[Stored data]
****

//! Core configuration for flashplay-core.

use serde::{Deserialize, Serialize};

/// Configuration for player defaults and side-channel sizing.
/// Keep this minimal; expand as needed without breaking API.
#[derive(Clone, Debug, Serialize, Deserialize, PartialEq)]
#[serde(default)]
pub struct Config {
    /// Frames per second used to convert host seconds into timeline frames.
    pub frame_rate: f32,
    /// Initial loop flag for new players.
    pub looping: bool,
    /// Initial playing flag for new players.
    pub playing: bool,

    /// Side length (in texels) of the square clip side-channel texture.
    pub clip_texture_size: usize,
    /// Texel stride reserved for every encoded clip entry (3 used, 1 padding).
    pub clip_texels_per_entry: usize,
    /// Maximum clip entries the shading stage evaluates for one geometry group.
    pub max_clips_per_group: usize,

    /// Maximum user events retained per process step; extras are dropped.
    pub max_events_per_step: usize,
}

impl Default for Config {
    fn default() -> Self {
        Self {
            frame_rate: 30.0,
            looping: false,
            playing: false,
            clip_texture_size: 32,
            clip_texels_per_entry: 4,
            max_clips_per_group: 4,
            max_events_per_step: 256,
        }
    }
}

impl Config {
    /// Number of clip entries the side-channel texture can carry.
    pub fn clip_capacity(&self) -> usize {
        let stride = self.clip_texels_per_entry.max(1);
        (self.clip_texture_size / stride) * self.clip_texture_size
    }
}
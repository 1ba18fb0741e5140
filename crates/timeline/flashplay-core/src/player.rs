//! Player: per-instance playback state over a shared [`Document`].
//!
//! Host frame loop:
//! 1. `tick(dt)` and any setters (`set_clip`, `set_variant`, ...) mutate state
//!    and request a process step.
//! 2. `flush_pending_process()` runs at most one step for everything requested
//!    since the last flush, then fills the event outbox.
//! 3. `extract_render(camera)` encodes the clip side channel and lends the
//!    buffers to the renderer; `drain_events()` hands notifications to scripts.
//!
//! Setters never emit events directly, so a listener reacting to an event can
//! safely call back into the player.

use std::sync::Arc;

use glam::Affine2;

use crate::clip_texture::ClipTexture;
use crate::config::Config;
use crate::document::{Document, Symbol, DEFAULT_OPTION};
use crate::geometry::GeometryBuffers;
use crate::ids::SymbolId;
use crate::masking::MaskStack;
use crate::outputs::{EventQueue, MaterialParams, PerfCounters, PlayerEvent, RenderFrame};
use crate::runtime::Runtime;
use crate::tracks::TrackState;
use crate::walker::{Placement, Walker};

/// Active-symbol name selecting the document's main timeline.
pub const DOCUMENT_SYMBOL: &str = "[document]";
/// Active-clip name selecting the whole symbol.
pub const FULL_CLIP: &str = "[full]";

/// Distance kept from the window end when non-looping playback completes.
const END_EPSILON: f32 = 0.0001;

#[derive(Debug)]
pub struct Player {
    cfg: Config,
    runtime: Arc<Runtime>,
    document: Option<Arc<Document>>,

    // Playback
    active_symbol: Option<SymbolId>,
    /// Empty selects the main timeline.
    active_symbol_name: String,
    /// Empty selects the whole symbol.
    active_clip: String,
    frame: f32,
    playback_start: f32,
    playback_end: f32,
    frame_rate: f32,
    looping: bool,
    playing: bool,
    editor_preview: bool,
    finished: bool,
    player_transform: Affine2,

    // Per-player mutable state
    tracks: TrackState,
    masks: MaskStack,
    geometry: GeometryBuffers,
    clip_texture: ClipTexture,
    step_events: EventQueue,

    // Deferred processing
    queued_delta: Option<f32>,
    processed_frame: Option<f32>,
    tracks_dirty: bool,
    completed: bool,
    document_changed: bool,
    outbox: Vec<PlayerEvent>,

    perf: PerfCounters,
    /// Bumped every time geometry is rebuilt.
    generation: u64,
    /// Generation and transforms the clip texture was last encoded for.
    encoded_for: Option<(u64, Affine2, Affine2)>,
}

****

WHAT YOU HAVE TO DO >> Print out each record above exactly, with nothing omitted.

EXERCISE RESULT >>
//! Core configuration for flashplay-core.

use serde::{Deserialize, Serialize};

/// Configuration for player defaults and side-channel sizing.
/// Keep this minimal; expand as needed without breaking API.
#[derive(Clone, Debug, Serialize, Deserialize, PartialEq)]
#[serde(default)]
pub struct Config {
    /// Frames per second used to convert host seconds into timeline frames.
    pub frame_rate: f32,
    /// Initial loop flag for new players.
    pub looping: bool,
    /// Initial playing flag for new players.
    pub playing: bool,

    /// Side length (in texels) of the square clip side-channel texture.
    pub clip_texture_size: usize,
    /// Texel stride reserved for every encoded clip entry (3 used, 1 padding).
    pub clip_texels_per_entry: usize,
    /// Maximum clip entries the shading stage evaluates for one geometry group.
    pub max_clips_per_group: usize,

    /// Maximum user events retained per process step; extras are dropped.
    pub max_events_per_step: usize,
}

impl Default for Config {
    fn default() -> Self {
        Self {
            frame_rate: 30.0,
            looping: false,
            playing: false,
            clip_texture_size: 32,
            clip_texels_per_entry: 4,
            max_clips_per_group: 4,
            max_events_per_step: 256,
        }
    }
}

impl Config {
    /// Number of clip entries the side-channel texture can carry.
    pub fn clip_capacity(&self) -> usize {
        let stride = self.clip_texels_per_entry.max(1);
        (self.clip_texture_size / stride) * self.clip_texture_size
    }
}
repository 1ba18fb0741e5140
filename crates/timeline/flashplay-core/src/player.rs
//! Player: per-instance playback state over a shared [`Document`].
//!
//! Host frame loop:
//! 1. `tick(dt)` and any setters (`set_clip`, `set_variant`, ...) mutate state
//!    and request a process step.
//! 2. `flush_pending_process()` runs at most one step for everything requested
//!    since the last flush, then fills the event outbox.
//! 3. `extract_render(camera)` encodes the clip side channel and lends the
//!    buffers to the renderer; `drain_events()` hands notifications to scripts.
//!
//! Setters never emit events directly, so a listener reacting to an event can
//! safely call back into the player.

use std::sync::Arc;

use glam::Affine2;

use crate::clip_texture::ClipTexture;
use crate::config::Config;
use crate::document::{Document, Symbol, DEFAULT_OPTION};
use crate::geometry::GeometryBuffers;
use crate::ids::SymbolId;
use crate::masking::MaskStack;
use crate::outputs::{EventQueue, MaterialParams, PerfCounters, PlayerEvent, RenderFrame};
use crate::runtime::Runtime;
use crate::tracks::TrackState;
use crate::walker::{Placement, Walker};

/// Active-symbol name selecting the document's main timeline.
pub const DOCUMENT_SYMBOL: &str = "[document]";
/// Active-clip name selecting the whole symbol.
pub const FULL_CLIP: &str = "[full]";

/// Distance kept from the window end when non-looping playback completes.
const END_EPSILON: f32 = 0.0001;

#[derive(Debug)]
pub struct Player {
    cfg: Config,
    runtime: Arc<Runtime>,
    document: Option<Arc<Document>>,

    // Playback
    active_symbol: Option<SymbolId>,
    /// Empty selects the main timeline.
    active_symbol_name: String,
    /// Empty selects the whole symbol.
    active_clip: String,
    frame: f32,
    playback_start: f32,
    playback_end: f32,
    frame_rate: f32,
    looping: bool,
    playing: bool,
    editor_preview: bool,
    finished: bool,
    player_transform: Affine2,

    // Per-player mutable state
    tracks: TrackState,
    masks: MaskStack,
    geometry: GeometryBuffers,
    clip_texture: ClipTexture,
    step_events: EventQueue,

    // Deferred processing
    queued_delta: Option<f32>,
    processed_frame: Option<f32>,
    tracks_dirty: bool,
    completed: bool,
    document_changed: bool,
    outbox: Vec<PlayerEvent>,

    perf: PerfCounters,
    /// Bumped every time geometry is rebuilt.
    generation: u64,
    /// Generation and transforms the clip texture was last encoded for.
    encoded_for: Option<(u64, Affine2, Affine2)>,
}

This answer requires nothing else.